"La materia de los corazones", de Irela Perea
Yo tuve un corazón tierno como pan recién hecho. Pero los corazones cambian cada vez que se rompen, aunque poca gente lo sabe, y ahora mi corazón es de cristal. Y cuando lloro, me caen pedacitos transparentes de corazón, que estallan contra el suelo como cuentas de un collar. Mi corazón vidriado sufre un miedo insalvable a romperse, y por ello hemos huido siempre de aquellas personas que nos enamoran, por si un día nos abandonaran; o peor, nunca llegasen a querernos.

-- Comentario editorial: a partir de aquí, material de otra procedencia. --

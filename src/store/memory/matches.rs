use async_trait::async_trait;
use chrono::{DateTime, Utc};
use tracing::{debug, info, instrument, warn};
use uuid::Uuid;

use super::InMemoryStore;
use crate::matches::{
    repository::MatchRepository, FinishMatchRequest, MatchModel, MatchStatus,
};
use crate::predictions::{repository::PredictionRepository, PredictionModel, PredictionUpsert};
use crate::scoring::PredictionScorer;
use crate::shared::AppError;
use crate::stats::{FinishSummary, ScoredPrediction};

fn match_not_found(match_id: Uuid) -> AppError {
    AppError::NotFound(format!("Match {} not found", match_id))
}

#[async_trait]
impl MatchRepository for InMemoryStore {
    #[instrument(skip(self, fixture), fields(match_id = %fixture.id))]
    async fn create_match(&self, fixture: &MatchModel) -> Result<(), AppError> {
        let mut tables = self.tables()?;
        if tables.matches.contains_key(&fixture.id) {
            return Err(AppError::Conflict(format!(
                "Match {} already exists",
                fixture.id
            )));
        }
        tables.matches.insert(fixture.id, fixture.clone());
        debug!("Match created in memory");
        Ok(())
    }

    #[instrument(skip(self))]
    async fn get_match(&self, match_id: Uuid) -> Result<Option<MatchModel>, AppError> {
        Ok(self.tables()?.matches.get(&match_id).cloned())
    }

    #[instrument(skip(self))]
    async fn start_match(&self, match_id: Uuid) -> Result<MatchModel, AppError> {
        let mut tables = self.tables()?;
        let fixture = tables
            .matches
            .get_mut(&match_id)
            .ok_or_else(|| match_not_found(match_id))?;

        if fixture.status != MatchStatus::Pending {
            warn!(status = %fixture.status, "Only pending matches can start");
            return Err(AppError::Conflict(format!(
                "Match {} is already {}",
                match_id, fixture.status
            )));
        }
        fixture.status = MatchStatus::Live;
        Ok(fixture.clone())
    }

    #[instrument(skip(self, request, scorer), fields(match_id = %request.match_id))]
    async fn finish_match(
        &self,
        request: &FinishMatchRequest,
        scorer: &dyn PredictionScorer,
    ) -> Result<FinishSummary, AppError> {
        let mut tables = self.tables()?;

        let mut fixture = tables
            .matches
            .get(&request.match_id)
            .cloned()
            .ok_or_else(|| match_not_found(request.match_id))?;
        if fixture.is_finished() {
            return Err(AppError::Conflict(format!(
                "Match {} is already finished",
                request.match_id
            )));
        }

        fixture.finish(&request.result, request.finished_at);

        let scored: Vec<ScoredPrediction> = tables
            .predictions
            .values()
            .filter(|prediction| prediction.match_id == fixture.id)
            .map(|prediction| ScoredPrediction {
                prediction_id: prediction.id,
                user_id: prediction.user_id,
                outcome: scorer.score_prediction(prediction, &fixture, &request.result),
            })
            .collect();
        let credited = tables.stage_credits(&scored)?;

        // Nothing below can fail, so the unit is applied whole
        let match_id = fixture.id;
        tables.matches.insert(match_id, fixture);
        for entry in &scored {
            if let Some(prediction) = tables.predictions.get_mut(&(match_id, entry.user_id)) {
                prediction.record_outcome(entry.outcome);
            }
        }
        let users_updated = tables.commit_credits(credited, true);

        info!(
            predictions_processed = scored.len(),
            users_updated, "Match finished in memory"
        );
        Ok(FinishSummary {
            id: match_id,
            predictions_processed: scored.len(),
            users_updated,
        })
    }
}

#[async_trait]
impl PredictionRepository for InMemoryStore {
    #[instrument(skip(self))]
    async fn get_prediction(
        &self,
        match_id: Uuid,
        user_id: Uuid,
    ) -> Result<Option<PredictionModel>, AppError> {
        Ok(self
            .tables()?
            .predictions
            .get(&(match_id, user_id))
            .cloned())
    }

    #[instrument(skip(self, upsert), fields(match_id = %upsert.match_id, user_id = %upsert.user_id))]
    async fn upsert_prediction(
        &self,
        upsert: &PredictionUpsert,
        now: DateTime<Utc>,
    ) -> Result<PredictionModel, AppError> {
        let mut tables = self.tables()?;

        let fixture = tables
            .matches
            .get(&upsert.match_id)
            .ok_or_else(|| match_not_found(upsert.match_id))?;
        if !fixture.accepts_predictions_at(now) {
            return Err(AppError::Validation(format!(
                "Predictions for match {} are closed",
                upsert.match_id
            )));
        }

        let prediction = tables
            .predictions
            .entry((upsert.match_id, upsert.user_id))
            .and_modify(|existing| existing.overwrite_with(upsert, now))
            .or_insert_with(|| upsert.clone().into_model(now));

        debug!(prediction_id = %prediction.id, "Prediction upserted in memory");
        Ok(prediction.clone())
    }

    #[instrument(skip(self))]
    async fn list_predictions(&self, match_id: Uuid) -> Result<Vec<PredictionModel>, AppError> {
        let mut predictions: Vec<PredictionModel> = self
            .tables()?
            .predictions
            .values()
            .filter(|prediction| prediction.match_id == match_id)
            .cloned()
            .collect();
        predictions.sort_by_key(|prediction| (prediction.created_at, prediction.id));
        Ok(predictions)
    }
}

#[cfg(test)]
mod tests {
    use super::*;
    use crate::matches::MatchResult;
    use crate::scoring::ScoringEngine;
    use crate::shared::test_utils::{seed_match, seed_user};
    use crate::users::repository::UserRepository;
    use chrono::Duration;

    fn upsert(match_id: Uuid, user_id: Uuid, home: i32, away: i32) -> PredictionUpsert {
        PredictionUpsert {
            match_id,
            user_id,
            home_score: home,
            away_score: away,
            predicted_advancing_team: None,
        }
    }

    fn finish_request(match_id: Uuid, home: i32, away: i32, at: DateTime<Utc>) -> FinishMatchRequest {
        FinishMatchRequest {
            match_id,
            result: MatchResult {
                home,
                away,
                advancing_team: None,
            },
            finished_at: at,
        }
    }

    #[tokio::test]
    async fn upsert_checks_window_at_write_time() {
        let store = InMemoryStore::new();
        let user = seed_user(&store, "ana").await;
        let fixture = seed_match(&store, 1, false).await;

        let late = store
            .upsert_prediction(
                &upsert(fixture.id, user.id, 1, 0),
                fixture.deadline + Duration::seconds(1),
            )
            .await;
        assert!(matches!(late, Err(AppError::Validation(_))));

        let unknown = store
            .upsert_prediction(&upsert(Uuid::new_v4(), user.id, 1, 0), Utc::now())
            .await;
        assert!(matches!(unknown, Err(AppError::NotFound(_))));
    }

    #[tokio::test]
    async fn live_match_refuses_predictions() {
        let store = InMemoryStore::new();
        let user = seed_user(&store, "ana").await;
        let fixture = seed_match(&store, 1, false).await;

        store.start_match(fixture.id).await.unwrap();
        let outcome = store
            .upsert_prediction(&upsert(fixture.id, user.id, 1, 0), Utc::now())
            .await;
        assert!(matches!(outcome, Err(AppError::Validation(_))));
    }

    #[tokio::test]
    async fn streak_follows_finish_order() {
        let store = InMemoryStore::new();
        let engine = ScoringEngine::default();
        let user = seed_user(&store, "ana").await;
        let now = Utc::now();

        let missed = seed_match(&store, 1, false).await;
        let hit_one = seed_match(&store, 1, false).await;
        let hit_two = seed_match(&store, 1, false).await;
        for fixture in [&missed, &hit_one, &hit_two] {
            store
                .upsert_prediction(&upsert(fixture.id, user.id, 2, 0), now)
                .await
                .unwrap();
        }

        store
            .finish_match(&finish_request(missed.id, 0, 1, now), &engine)
            .await
            .unwrap();
        store
            .finish_match(&finish_request(hit_one.id, 1, 0, now + Duration::minutes(1)), &engine)
            .await
            .unwrap();
        store
            .finish_match(&finish_request(hit_two.id, 2, 0, now + Duration::minutes(2)), &engine)
            .await
            .unwrap();

        let user = store.get_user(user.id).await.unwrap().unwrap();
        assert_eq!(user.points, 8);
        assert_eq!(user.current_streak, 2);
        assert_eq!(user.best_streak, 2);
    }

    #[tokio::test]
    async fn failed_finish_leaves_every_row_untouched() {
        let store = InMemoryStore::new();
        let engine = ScoringEngine::default();
        let ana = seed_user(&store, "ana").await;
        let bystander = seed_user(&store, "carla").await;
        let fixture = seed_match(&store, 1, false).await;
        let now = Utc::now();

        store
            .upsert_prediction(&upsert(fixture.id, ana.id, 1, 0), now)
            .await
            .unwrap();
        store.insert_orphan_prediction_for_tests(fixture.id, Uuid::new_v4(), 1, 0);

        let outcome = store
            .finish_match(&finish_request(fixture.id, 1, 0, now), &engine)
            .await;
        assert!(matches!(outcome, Err(AppError::PartialFailure(_))));

        assert!(!store.get_match_for_tests(fixture.id).is_finished());
        let prediction = store.get_prediction(fixture.id, ana.id).await.unwrap().unwrap();
        assert_eq!(prediction.outcome(), None);
        assert_eq!(store.get_user(ana.id).await.unwrap().unwrap(), ana);

        // Once the orphan is gone only the predicting user is credited
        store.tables.lock().unwrap().predictions.retain(|_, p| p.user_id == ana.id);
        let summary = store
            .finish_match(&finish_request(fixture.id, 1, 0, now), &engine)
            .await
            .unwrap();
        assert_eq!(summary.users_updated, 1);
        assert_eq!(store.get_user(ana.id).await.unwrap().unwrap().points, 5);
        assert_eq!(store.get_user(bystander.id).await.unwrap().unwrap(), bystander);
    }

    #[tokio::test]
    async fn predictions_are_listed_in_submission_order() {
        let store = InMemoryStore::new();
        let fixture = seed_match(&store, 1, false).await;
        let ana = seed_user(&store, "ana").await;
        let beto = seed_user(&store, "beto").await;
        let now = Utc::now();

        store
            .upsert_prediction(&upsert(fixture.id, beto.id, 0, 0), now)
            .await
            .unwrap();
        store
            .upsert_prediction(&upsert(fixture.id, ana.id, 1, 0), now + Duration::seconds(1))
            .await
            .unwrap();

        let listed = store.list_predictions(fixture.id).await.unwrap();
        let owners: Vec<Uuid> = listed.iter().map(|p| p.user_id).collect();
        assert_eq!(owners, vec![beto.id, ana.id]);
    }
}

Pero, a través de todos los miedos, un día me encontraste tú, y en nuestra primera cita trajiste una botella de vino, y un cubo gigantesco de helado, coronado por un corazón de caramelo. Y un beso largo como ningún otro en la historia de los besos. Y ocurrió que dejé de llorar, y acabé por deducir que había desgastado mi corazón entero con tantas lágrimas perdidas. Sin embargo, una noche, mientras dormías, te abracé por la espalda; tú me tomaste la mano y la apretaste contra tu pecho. Y ahí sentí tu latido, fuerte como si tuvieras un corazón de lata. Y se me escaparon dos lágrimas compuestas de amor verdadero y de absoluta felicidad, por la fortuna de guardarte al fin entre mis brazos.
Entonces, una de las lágrimas me rozó los labios, y me sorprendió que era dulcísima. Como si me hubiera renacido un corazón hecho de caramelo.